■ Exercise ■
Find all the lines in the entries below that hold the word "derive" and copy them.

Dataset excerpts
//! Declarative search over the Google Programmable Search JSON API.
//!
//! A caller describes what it wants (query text, named filters, predicates over the result
//! columns, a result budget) and the pipeline works out how to get it:
//!
//! 1. [`predicate::translate`] pushes what it can into request parameters and returns the rest
//!    as residual predicates,
//! 2. [`planner::FetchPlanner`] pages through the API (one site at a time when needed),
//! 3. [`client::FetchClient`] absorbs transient failures,
//! 4. [`normalize::parse_page`] turns each body into records.

pub mod client;
pub mod engine;
pub mod error;
pub mod normalize;
pub mod planner;
pub mod predicate;
pub mod request_url;
pub mod result;
pub mod rows;
pub mod sites;
pub mod window;

pub use client::{CancelFlag, FetchClient, HttpOutcome, HttpTransport, RetryPolicy};
pub use engine::{QueryOutput, SearchEngine};
pub use error::SearchError;
pub use planner::{FetchPlanner, PlannerConfig};
pub use predicate::{CompareOp, Operand, Predicate, Pushdown, SortDirection};
pub use result::{ImageResult, SearchItem, SearchResult};
pub use rows::RowBatches;
pub use sites::SiteFilterSet;
pub use window::DateWindow;

/// Results the API returns per call
pub const PAGE_SIZE: u32 = 10;

/// Results the API will page through for one logical query
pub const API_MAX_RESULTS: usize = 100;

/// Web pages or images
#[derive(Debug, Clone, Copy, Default, PartialEq, Eq)]
pub enum SearchKind {
    #[default]
    Web,
    Image,
}

/// Named filters passed through as request parameters
#[derive(Debug, Clone, Default, PartialEq, Eq)]
pub struct Filters {
    /// `exactTerms` - phrase that must appear
    pub exact_terms: Option<String>,
    /// `excludeTerms` - words that must not appear
    pub exclude_terms: Option<String>,
    /// `orTerms` - alternative terms
    pub or_terms: Option<String>,
    /// `fileType` (pdf, doc, ...)
    pub file_type: Option<String>,
    /// `gl` - geolocation boost
    pub country: Option<String>,
    /// `lr` - document language (lang_en, lang_de, ...)
    pub language: Option<String>,
    /// `hl` - interface language
    pub interface_language: Option<String>,
    /// `safe` (active, off)
    pub safe: Option<String>,
    /// `rights` - Creative Commons licensing
    pub rights: Option<String>,
    /// Explicit `sort`; wins over any ordering hint
    pub sort: Option<String>,
    /// Prepended to the query, e.g. `more:pagemap:document-author:john`
    pub structured_data: Option<String>,
    /// Explicit `dateRestrict` code; wins over a date window
    pub date_restrict: Option<String>,
    /// Include domains given by name rather than by predicate
    pub sites: Vec<String>,
    pub img_size: Option<String>,
    pub img_type: Option<String>,
    pub img_color_type: Option<String>,
    pub img_dominant_color: Option<String>,
}

impl Filters {
    /// Plain pass-through parameters, in request order.
    pub fn api_params(&self) -> Vec<(&'static str, &str)> {
        [
            ("exactTerms", &self.exact_terms),
            ("excludeTerms", &self.exclude_terms),
            ("orTerms", &self.or_terms),
            ("fileType", &self.file_type),
            ("gl", &self.country),
            ("hl", &self.interface_language),
            ("lr", &self.language),
            ("safe", &self.safe),
            ("rights", &self.rights),
            ("imgSize", &self.img_size),
            ("imgType", &self.img_type),
            ("imgColorType", &self.img_color_type),
            ("imgDominantColor", &self.img_dominant_color),
        ]
        .into_iter()
        .filter_map(|(name, value)| value.as_deref().map(|v| (name, v)))
        .collect()
    }
}

/// One search invocation as requested by the caller
#[derive(Debug, Clone, PartialEq, Eq)]
pub struct SearchRequest {
    pub query: String,
    pub kind: SearchKind,
    pub filters: Filters,
    /// Result budget; `None` means the API maximum
    pub limit: Option<i64>,
}

const COMMON_FILTERS: &[&str] = &[
    "exact_terms",
    "exclude_terms",
    "site",
    "date_restrict",
    "safe",
    "rights",
];

const WEB_FILTERS: &[&str] = &[
    "or_terms",
    "file_type",
    "country",
    "language",
    "interface_language",
    "sort",
    "structured_data",
];

const IMAGE_FILTERS: &[&str] = &["img_size", "img_type", "img_color_type", "img_dominant_color"];

impl SearchRequest {
    /// Web search for `query`.
    pub fn new(query: impl Into<String>) -> Result<Self, SearchError> {
        Self::with_kind(query, SearchKind::Web)
    }

    /// Image search for `query`.
    pub fn image(query: impl Into<String>) -> Result<Self, SearchError> {
        Self::with_kind(query, SearchKind::Image)
    }

    fn with_kind(query: impl Into<String>, kind: SearchKind) -> Result<Self, SearchError> {
        let query = query.into();
        if query.trim().is_empty() {
            return Err(SearchError::InvalidQuery(
                "a search query is required".to_string(),
            ));
        }

        Ok(Self {
            query: query.trim().to_string(),
            kind,
            filters: Filters::default(),
            limit: None,
        })
    }

    pub fn with_limit(mut self, limit: i64) -> Self {
        self.limit = Some(limit);
        self
    }

    /// Set a named filter. Names are case-insensitive; names that do not apply to this
    /// kind of search are rejected.
    pub fn with_filter(
        mut self,
        name: &str,
        value: impl Into<String>,
    ) -> Result<Self, SearchError> {
        let key = name.trim().to_ascii_lowercase();
        let allowed = COMMON_FILTERS.contains(&key.as_str())
            || match self.kind {
                SearchKind::Web => WEB_FILTERS.contains(&key.as_str()),
                SearchKind::Image => IMAGE_FILTERS.contains(&key.as_str()),
            };
        if !allowed {
            return Err(SearchError::UnknownFilter(name.to_string()));
        }

        let value = value.into();
        let f = &mut self.filters;
        let slot = match key.as_str() {
            "site" => {
                f.sites.push(value);
                return Ok(self);
            }
            "exact_terms" => &mut f.exact_terms,
            "exclude_terms" => &mut f.exclude_terms,
            "or_terms" => &mut f.or_terms,
            "file_type" => &mut f.file_type,
            "country" => &mut f.country,
            "language" => &mut f.language,
            "interface_language" => &mut f.interface_language,
            "safe" => &mut f.safe,
            "rights" => &mut f.rights,
            "sort" => &mut f.sort,
            "structured_data" => &mut f.structured_data,
            "date_restrict" => &mut f.date_restrict,
            "img_size" => &mut f.img_size,
            "img_type" => &mut f.img_type,
            "img_color_type" => &mut f.img_color_type,
            "img_dominant_color" => &mut f.img_dominant_color,
            _ => return Err(SearchError::UnknownFilter(name.to_string())),
        };
        *slot = Some(value);
        Ok(self)
    }
}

■ Expected output ■
#[derive(Debug, Clone, Copy, Default, PartialEq, Eq)]
#[derive(Debug, Clone, Default, PartialEq, Eq)]
#[derive(Debug, Clone, PartialEq, Eq)]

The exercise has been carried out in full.